Notes: use a deterministic toolchain container, sign published artifacts, and lock in specific VectorCAST/RocqStat versions in your manifest.

Traceability: linking tests, timing traces, and requirements

Traceability is a legal and audit requirement for ISO 26262 and is increasingly required in supplier contracts. Aim to produce three mappings automatically:

  • Requirement <-- unit/integration test (test ID in JUnit XML annotations).
  • Requirement <-- WCET entry (map function to requirement via code annotations or runnables).
  • Test <-- Timing trace (link the test-case ID to runtime traces produced by RocqStat/VectorCAST).

Store these mappings as CSV or as an ALM artifact (Polarion, Jama, DOORS) and keep a local copy in the artifact bundle. Example CSV header:

  requirement_id,test_id,function_name,wcet_ms,trace_file
  REQ-123,UT-456,BrakeCtrl_Update,2.3,wcet-trace-REQ-123-UT-456.json
  

Exports and embedding for auditors and stakeholders

Auditors want readable proofs: include an audit bundle in every release. The bundle should contain:

  • Manifest.json (metadata)
  • Binary (signed)
  • Static analysis SARIF/XML
  • WCET JSON/CSV with path traces
  • Integration test JUnit XML and logs
  • Traceability matrix (CSV/Excel)

Provide two exports from the artifact registry: a machine-readable bundle (zip/tar with JSON manifests) and a human-readable HTML report (generated from the SARIF + WCET JSON) that shows per-requirement pass/fail and timing margins. Many verification teams embed the HTML report into their internal documentation and link it from release notes.
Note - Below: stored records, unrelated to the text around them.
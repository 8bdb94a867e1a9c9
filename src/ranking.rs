//! Ranking model: validated (name, score) entries and the column geometry
//! shared by every scoreboard layout.

use std::cmp::Ordering;
use std::fmt;

use serde::Deserialize;

use crate::rendering::font::Font;
use crate::{Error, Result};

/// A numeric score as supplied by the caller
///
/// Integers and reals are kept apart so that `30` is displayed as `30` and
/// `30.0` as `30.0`.
#[derive(Debug, Clone, Copy, PartialEq, Deserialize)]
#[serde(untagged)]
pub enum Score {
    Int(i64),
    Real(f64),
}

impl Score {
    pub fn value(&self) -> f64 {
        match *self {
            Score::Int(v) => v as f64,
            Score::Real(v) => v,
        }
    }

    /// Exact numeric ordering. Integers are never rounded through `f64`, so
    /// distinct scores beyond 2^53 still compare unequal. NaN sorts as in
    /// [`f64::total_cmp`].
    pub fn total_cmp(&self, other: &Score) -> Ordering {
        match (*self, *other) {
            (Score::Int(a), Score::Int(b)) => a.cmp(&b),
            (Score::Real(a), Score::Real(b)) => a.total_cmp(&b),
            (Score::Int(a), Score::Real(b)) => cmp_int_real(a, b),
            (Score::Real(a), Score::Int(b)) => cmp_int_real(b, a).reverse(),
        }
    }

    pub fn is_finite(&self) -> bool {
        match self {
            Score::Int(_) => true,
            Score::Real(v) => v.is_finite(),
        }
    }
}

fn cmp_int_real(i: i64, r: f64) -> Ordering {
    // 2^63, the first float above every i64
    const I64_END: f64 = 9_223_372_036_854_775_808.0;
    if r.is_nan() {
        return (i as f64).total_cmp(&r);
    }
    if r >= I64_END {
        return Ordering::Less;
    }
    if r < -I64_END {
        return Ordering::Greater;
    }
    // r is in i64 range, so its integer part converts exactly
    let whole = r.trunc() as i64;
    i.cmp(&whole)
        .then_with(|| 0.0_f64.partial_cmp(&r.fract()).unwrap_or(Ordering::Equal))
}

impl fmt::Display for Score {
    fn fmt(&self, f: &mut fmt::Formatter<'_>) -> fmt::Result {
        match *self {
            Score::Int(v) => write!(f, "{v}"),
            Score::Real(v) if v.fract() == 0.0 && v.abs() < 1e16 => write!(f, "{v:.1}"),
            Score::Real(v) => write!(f, "{v}"),
        }
    }
}

impl From<i32> for Score {
    fn from(v: i32) -> Self {
        Score::Int(v.into())
    }
}

impl From<u32> for Score {
    fn from(v: u32) -> Self {
        Score::Int(v.into())
    }
}

impl From<i64> for Score {
    fn from(v: i64) -> Self {
        Score::Int(v)
    }
}

impl From<f64> for Score {
    fn from(v: f64) -> Self {
        Score::Real(v)
    }
}

#[derive(Debug, Clone, PartialEq)]
pub struct Entry {
    pub name: String,
    pub score: Score,
}

impl Entry {
    pub fn new(name: impl Into<String>, score: impl Into<Score>) -> Self {
        Self {
            name: name.into(),
            score: score.into(),
        }
    }
}

/// Validated entries in display order
#[derive(Debug, Clone, PartialEq)]
pub struct Ranking {
    entries: Vec<Entry>,
}

impl Ranking {
    /// Validate `pairs` and sort them by descending score.
    ///
    /// The sort is stable: entries with equal scores keep their input order
    /// and still receive distinct sequential ranks.
    pub fn normalize<I, N, S>(pairs: I) -> Result<Self>
    where
        I: IntoIterator<Item = (N, S)>,
        N: Into<String>,
        S: Into<Score>,
    {
        let mut ranking = Self::positional(pairs)?;
        if ranking.entries.is_empty() {
            return Err(Error::validation("a leaderboard needs at least one entry"));
        }
        ranking
            .entries
            .sort_by(|a, b| b.score.total_cmp(&a.score));
        Ok(ranking)
    }

    /// Validate `pairs` without reordering them
    pub fn positional<I, N, S>(pairs: I) -> Result<Self>
    where
        I: IntoIterator<Item = (N, S)>,
        N: Into<String>,
        S: Into<Score>,
    {
        let entries = pairs
            .into_iter()
            .map(|(name, score)| Entry::new(name, score))
            .collect::<Vec<_>>();
        for (i, entry) in entries.iter().enumerate() {
            if entry.name.trim().is_empty() {
                return Err(Error::validation(format!("entry {i} has an empty name")));
            }
            if !entry.score.is_finite() {
                return Err(Error::validation(format!(
                    "entry {i} ({}) has a non-finite score",
                    entry.name
                )));
            }
        }
        Ok(Self { entries })
    }

    pub fn entries(&self) -> &[Entry] {
        &self.entries
    }

    pub fn len(&self) -> usize {
        self.entries.len()
    }

    pub fn is_empty(&self) -> bool {
        self.entries.is_empty()
    }

    /// Entries paired with their 1-based rank
    pub fn ranked(&self) -> impl Iterator<Item = (usize, &Entry)> {
        self.entries.iter().enumerate().map(|(i, e)| (i + 1, e))
    }
}

/// Column widths that keep every row aligned
#[derive(Debug, Clone, Copy, PartialEq, Eq)]
pub struct LayoutMetrics {
    /// Widest rank label (`"1"`, `"10"`, ...)
    pub rank_width: u32,
    pub name_width: u32,
    pub score_width: u32,
    /// Tallest line among the fonts used
    pub text_height: u32,
}

/// Measure the widest name (in `name_font`) and the widest rank label and
/// score string (in `score_font`).
pub fn layout_metrics(ranking: &Ranking, name_font: Font, score_font: Font) -> LayoutMetrics {
    let name_width = ranking
        .entries
        .iter()
        .map(|e| name_font.text_width(&e.name))
        .max()
        .unwrap_or(0);
    let score_width = ranking
        .entries
        .iter()
        .map(|e| score_font.text_width(&e.score.to_string()))
        .max()
        .unwrap_or(0);
    let rank_width = score_font.text_width(&ranking.len().to_string());
    LayoutMetrics {
        rank_width,
        name_width,
        score_width,
        text_height: name_font.line_height().max(score_font.line_height()),
    }
}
Troubleshooting common CI failures

Here are actionable steps for frequent pipeline failures:

  • Deterministic build mismatch: Pin compiler and linker flags; cache containers; include build-id in manifest for easier comparison.
  • Static analysis flakiness: Lock tool versions; run in a container; avoid local tool rules that differ across developers.
  • Timing regressions: Re-run RocqStat with the same platform model; compare map files; collect hardware execution traces to corroborate WCET changes.
  • Traceability gaps: Use pre-merge hooks to require test and requirement tags in commit metadata or PR templates.

Case study: ECU throttle controller (hypothetical)
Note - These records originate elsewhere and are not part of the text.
//! Two-team side-by-side comparison

use crate::ranking::{layout_metrics, Entry, Ranking, Score};
use crate::rendering::paint::{PaintCommand, Scene};
use crate::rendering::{checked_dimension, Canvas};
use crate::style::StyleConfig;
use crate::{Error, Result, Scoreboard};

const DIVIDER_WIDTH: u32 = 4;
const OUTLINE_STROKE: u32 = 4;
const OUTLINE_RADIUS: u32 = 8;

/// Exactly two entries drawn in input order: first on the left, second on
/// the right, separated by a vertical divider. Scores do not affect placement.
#[derive(Debug, Clone)]
pub struct Head2Head {
    teams: Ranking,
    style: StyleConfig,
    rendered: Option<Canvas>,
}

impl Head2Head {
    pub fn new<I, N, S>(pairs: I, style: StyleConfig) -> Result<Self>
    where
        I: IntoIterator<Item = (N, S)>,
        N: Into<String>,
        S: Into<Score>,
    {
        style.validate()?;
        let teams = Ranking::positional(pairs)?;
        if teams.len() != 2 {
            return Err(Error::validation(format!(
                "a head-to-head needs exactly 2 entries, got {}",
                teams.len()
            )));
        }
        Ok(Self {
            teams,
            style,
            rendered: None,
        })
    }

    pub fn left(&self) -> &Entry {
        &self.teams.entries()[0]
    }

    pub fn right(&self) -> &Entry {
        &self.teams.entries()[1]
    }

    pub fn style(&self) -> &StyleConfig {
        &self.style
    }

    /// Compute canvas geometry and the draw list
    ///
    /// Fails with [`Error::RenderError`] when the content needs a canvas edge
    /// past [`MAX_DIMENSION`](crate::rendering::MAX_DIMENSION).
    pub fn layout(&self) -> Result<Scene> {
        let style = &self.style;
        let margin = style.margin;
        let name_font = style.font.bold();
        let score_font = style.font.score();
        let title_font = style.font.title();
        let metrics = layout_metrics(&self.teams, name_font, score_font);

        // space between a score and the outside of its outline
        let pad = if style.rectangle {
            style.rectangle_margin + OUTLINE_STROKE
        } else {
            0
        };

        let margins = u64::from(margin.horizontal());
        let natural_half = u64::from(metrics.name_width)
            .max(u64::from(metrics.score_width) + 2 * u64::from(pad))
            + margins;
        let natural_title = style
            .title
            .as_deref()
            .map_or(0, |t| u64::from(title_font.text_width(t)) + margins);
        let width = match style.width {
            Some(width) => width,
            None => checked_dimension("width", (2 * natural_half).max(natural_title))?,
        };
        let half = width / 2;
        let inner = half.saturating_sub(margin.horizontal());

        let mut commands = Vec::new();
        let mut top = margin.top;

        if let Some(title) = style.title.as_deref() {
            let available = width.saturating_sub(margin.horizontal());
            let font = title_font.fit_to_width(title, available);
            let x = margin.left + available.saturating_sub(font.text_width(title)) / 2;
            commands.push(PaintCommand::text(
                x as i32,
                top as i32,
                title,
                font,
                style.text_color,
            ));
            top += font.line_height() + style.line_spacing;
        }

        let score_top = top + name_font.line_height() + style.line_spacing + pad;
        let height = checked_dimension(
            "height",
            u64::from(score_top)
                + u64::from(score_font.line_height())
                + u64::from(pad)
                + u64::from(margin.bottom),
        )?;

        for (i, entry) in self.teams.entries().iter().enumerate() {
            let center = (i as u32 * half + half / 2) as i32;

            let font = name_font.fit_to_width(&entry.name, inner);
            commands.push(PaintCommand::text(
                center - (font.text_width(&entry.name) / 2) as i32,
                top as i32,
                entry.name.as_str(),
                font,
                style.text_color,
            ));

            let score = entry.score.to_string();
            let font = score_font.fit_to_width(&score, inner.saturating_sub(2 * pad));
            let score_width = font.text_width(&score);
            let y = score_top + (score_font.line_height() - font.line_height()) / 2;
            let x = center - (score_width / 2) as i32;
            commands.push(PaintCommand::text(x, y as i32, score.as_str(), font, style.score_color));

            if style.rectangle {
                let m = style.rectangle_margin;
                commands.push(PaintCommand::RoundedRectOutline {
                    x: x - m as i32,
                    y: (y - m) as i32,
                    width: score_width + 2 * m,
                    height: font.line_height() + 2 * m,
                    radius: OUTLINE_RADIUS,
                    stroke: OUTLINE_STROKE,
                    color: style.rectangle_color,
                });
            }
        }

        commands.push(PaintCommand::vline(
            half as i32,
            top as i32,
            (height - margin.bottom) as i32,
            DIVIDER_WIDTH,
            style.rectangle_color,
        ));

        log::debug!(
            "head-to-head layout: {}x{} canvas, {}px per side",
            width,
            height,
            half
        );

        Ok(Scene {
            width,
            height,
            fill: style.fill_color,
            commands,
        })
    }
}

impl Scoreboard for Head2Head {
    fn render(&self) -> Result<Canvas> {
        self.layout()?.rasterize()
    }

    fn cache(&mut self) -> &mut Option<Canvas> {
        &mut self.rendered
    }
}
Scenario: A mid-size OEM needs to ensure the throttle ECU maintains a 5ms control loop budget with a 10% margin and prove compliance for ASIL-B component. They adopted the pipeline above and saw measurable improvements.
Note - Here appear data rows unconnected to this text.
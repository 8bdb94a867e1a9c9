//! Serialize a rendered canvas to a PNG file or base64 bytes

use std::ffi::OsString;
use std::fs;
use std::path::{Path, PathBuf};

use base64::{engine::general_purpose::STANDARD, Engine as _};

use crate::rendering::Canvas;
use crate::{Error, Result};

const DATA_URI_PREFIX: &[u8] = b"data:image/png;base64,";

/// Write `canvas` as PNG to `path`, overwriting any existing file.
///
/// A `.png` extension is appended when `path` does not already end in one;
/// the path actually written is returned. The canvas is fully encoded before
/// the file is opened, so a failed encode never leaves a partial file.
pub fn to_file(canvas: &Canvas, path: impl AsRef<Path>) -> Result<PathBuf> {
    let path = png_path(path.as_ref());
    let png = canvas.encode_png()?;
    fs::write(&path, &png).map_err(|source| Error::IoError {
        path: path.clone(),
        source,
    })?;
    log::info!("wrote {} byte PNG to {}", png.len(), path.display());
    Ok(path)
}

/// PNG-encode `canvas` and base64-encode the result
pub fn to_base64(canvas: &Canvas) -> Result<Vec<u8>> {
    let png = canvas.encode_png()?;
    Ok(STANDARD.encode(png).into_bytes())
}

/// Like [`to_base64`], prefixed with `data:image/png;base64,`
pub fn to_data_uri(canvas: &Canvas) -> Result<Vec<u8>> {
    let b64 = to_base64(canvas)?;
    let mut out = Vec::with_capacity(DATA_URI_PREFIX.len() + b64.len());
    out.extend_from_slice(DATA_URI_PREFIX);
    out.extend_from_slice(&b64);
    Ok(out)
}

fn png_path(path: &Path) -> PathBuf {
    let has_png_ext = path
        .extension()
        .is_some_and(|ext| ext.eq_ignore_ascii_case("png"));
    if has_png_ext {
        return path.to_path_buf();
    }
    let mut name = OsString::from(path.as_os_str());
    name.push(".png");
    PathBuf::from(name)
}

#[cfg(test)]
mod tests {
    use super::*;
    use crate::style::Rgba;

    #[test]
    fn png_extension_is_appended_once() {
        assert_eq!(png_path(Path::new("out/board.png")), PathBuf::from("out/board.png"));
        assert_eq!(png_path(Path::new("out/board.PNG")), PathBuf::from("out/board.PNG"));
        assert_eq!(png_path(Path::new("board")), PathBuf::from("board.png"));
        assert_eq!(png_path(Path::new("board.jpg")), PathBuf::from("board.jpg.png"));
    }

    #[test]
    fn base64_decodes_back_to_png() {
        let canvas = Canvas::new(3, 3, Rgba::TRANSPARENT).unwrap();
        let b64 = to_base64(&canvas).unwrap();
        let png = STANDARD.decode(&b64).unwrap();
        assert_eq!(png, canvas.encode_png().unwrap());
    }

    #[test]
    fn data_uri_has_prefix() {
        let canvas = Canvas::new(3, 3, Rgba::TRANSPARENT).unwrap();
        let uri = to_data_uri(&canvas).unwrap();
        assert!(uri.starts_with(DATA_URI_PREFIX));
        assert_eq!(&uri[DATA_URI_PREFIX.len()..], to_base64(&canvas).unwrap().as_slice());
    }

    #[test]
    fn unwritable_path_is_an_io_error() {
        let canvas = Canvas::new(3, 3, Rgba::TRANSPARENT).unwrap();
        let err = to_file(&canvas, "/nonexistent-dir/for/sure/board.png").unwrap_err();
        match err {
            Error::IoError { path, .. } => {
                assert_eq!(path, PathBuf::from("/nonexistent-dir/for/sure/board.png"))
            }
            other => panic!("unexpected error: {other}"),
        }
    }
}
Before: Teams ran static checks in isolation and did ad-hoc WCET runs on desktops. Releases required a week-long “timing triage” where engineers reproduced results across machines. Traceability was manual.

After implementing VectorCAST + RocqStat in CI (via Docker wrappers) and enforcing timing gates:

  • Automated WCET reports were produced on every push; regressions were detected within minutes.
  • Average time to resolve timing regressions dropped from 4 days to 10 hours due to deterministic artifacts and machine-readable traces.
  • Audits accepted the automated audit bundles; supplier overhead decreased.

Key engineering change: the team tracked a baseline WCET per runnable and enforced a 2% regression threshold in CI. They also required each failing regression to open a ticket linked in the CI job output — improving accountability.

Advanced strategies & future-proofing (2026+)

As Vector continues to merge RocqStat into VectorCAST through 2026, consider these advanced tactics:

  • Hardware-in-the-loop (HIL) combined with analytical WCET: Correlate measured traces with RocqStat estimates automatically and record divergence metrics in the manifest.
  • Policy-as-code for gating: Express gating rules in OPA or a similar policy engine so you can change thresholds without altering CI scripts.
  • SBOM + verification artifact binding: Produce a Software Bill of Materials and bind verification artifacts to SBOM entries for supply-chain verification.
  • ML-assisted anomaly detection: Use analytics on historical WCET and static trends to surface subtle regressions before thresholds breach.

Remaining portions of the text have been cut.